Tradition has it that the Buddha gave 84,000 teachings during his 80 year life (he died around 410 BCE). This very large number illustrates the idea that the Buddha’s teachings are so extensive that people in all kinds of different situations can find within them something that meets their particular need. Some people understand what the Buddha taught as philosophy. Others see within it all the elements we expect to find in a religion – practices and rituals and so on. More recently some have understood the Buddha’s teaching as therapy for stress and other similar problems. Whichever way we characterize the Buddha’s teachings, it is clear that he intended them to be used.
The Buddha’s time was one of particular creativity and change. Trade was developing, administrative borders were changing and people were moving from the countryside into the towns. The Buddha seems to have made certain assumptions about the world and about the place of men and women within the world that would have been familiar to the people among whom he lived. For example, unlike those around him, he taught that there is nothing about us or about what we experience that is eternal and unchanging. Flux is pervasive.
In the years after his death, the Buddha’s followers, who lived as monks, gathered the teachings together and organized and presented them in a systematic way so that they formed a coherent whole. We can summarize the Buddha’s ideas very briefly as: life is experienced as unsatisfactory or coloured by suffering but it is possible, by following a defined path, to end the causes of this suffering and end the anger, greed and delusion that prevent people from knowing and understanding the truth and keep them in the death and rebirth cycle.

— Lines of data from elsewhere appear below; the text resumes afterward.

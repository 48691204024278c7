mod cli;
mod commands;
mod config;
mod error;
mod output;

use clap::Parser;
use tracing_subscriber::EnvFilter;

use crate::cli::{Cli, Command};
use crate::error::CliError;

#[tokio::main]
async fn main() {
    let cli = Cli::parse();

    init_tracing(cli.global.verbose);

    if let Err(err) = run(cli).await {
        let code = err.exit_code();
        eprintln!("{:?}", miette::Report::new(err));
        std::process::exit(code);
    }
}

fn init_tracing(verbosity: u8) {
    let filter = match verbosity {
        0 => "warn",
        1 => "info",
        2 => "debug",
        _ => "trace",
    };

    tracing_subscriber::fmt()
        .with_env_filter(
            EnvFilter::try_from_default_env().unwrap_or_else(|_| EnvFilter::new(filter)),
        )
        .with_writer(std::io::stderr)
        .with_target(false)
        .init();
}

async fn run(cli: Cli) -> Result<(), CliError> {
    match cli.command {
        // Config commands don't need a hub connection
        Command::Config(args) => commands::config_cmd::handle(args, &cli.global),

        Command::Completions(args) => {
            use clap::CommandFactory;
            use clap_complete::generate;

            let mut cmd = Cli::command();
            generate(args.shell, &mut cmd, "hassdeck", &mut std::io::stdout());
            Ok(())
        }

        cmd => {
            let resolved = config::resolve(&cli.global)?;
            tracing::debug!(command = ?cmd, profile = %resolved.profile_name, "dispatching command");
            commands::dispatch(cmd, resolved, &cli.global).await
        }
    }
}
// ── User preferences ──
//
// Preference bundle persistence: local storage, the remote store, and the
// sync manager that reconciles the two.

mod local;
mod remote;
mod sync;

pub use local::{JsonFileStore, LocalStore, MemoryStore};
pub use remote::{PreferenceBackend, RemoteBundle, RemotePrefs};
pub use sync::PreferenceSync;
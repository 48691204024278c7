// ── Domain model ──
//
// Canonical representation of hub entities, the registry lookups that
// place them in areas and devices, and the user preference bundle.

pub mod control;
pub mod entity;
pub mod entity_id;
pub mod feature;
pub mod preferences;
pub mod registry;

pub use control::ControlField;
pub use entity::{Entity, EntityRef};
pub use entity_id::{Category, EntityId};
pub use feature::{Feature, FeatureSet};
pub use preferences::{
    DEFAULT_REFRESH_INTERVAL_SECS, PreferenceBundle, PreferencePart, Settings, SettingsPatch,
};
pub use registry::{Area, Device, EntityCategory, EntityLink, Registry};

The Buddha also taught meditation practices. These practices provide space in people’s busy lives, and in their busy minds, to develop understanding and help them to live well. Meditation calms the mind. A person who sits quietly has the opportunity to see why it is better to live ethically, why attachment to things, people and ideas leads to pain, and eventually to understand what the Buddha understood. Buddhist meditation practices are many and varied, silent and chanted. Some have been taken up as therapy outside the context of Buddhist doctrine.
Billions of people across the globe live in areas where the Buddha’s legacy has been, remains, or is newly influential. Among his followers wise and compassionate people have inspired and nurtured others, helping them to understand what the Buddha taught. Over the centuries there have been different interpretations of the Buddha’s path. This has led at times to tensions between groups. There have also been Buddhist teachers and leaders who have acted unlawfully and unethically. Like the followers of other influential teachers, Buddhists have been implicated in wars and other conflicts. His teachings, however, are said to remain ‘stainless’.
The Buddha’s 84,000 teachings have shown a remarkable ability to adapt and to resonate with people at different times and in contrasting cultures. In all ages teachers in the varied parts of the world where Buddhism has spread from Japan to Sri Lanka; Tibet to Australia have inspired their followers and refreshed aspects of the Buddha’s teachings to make them relevant for new circumstances.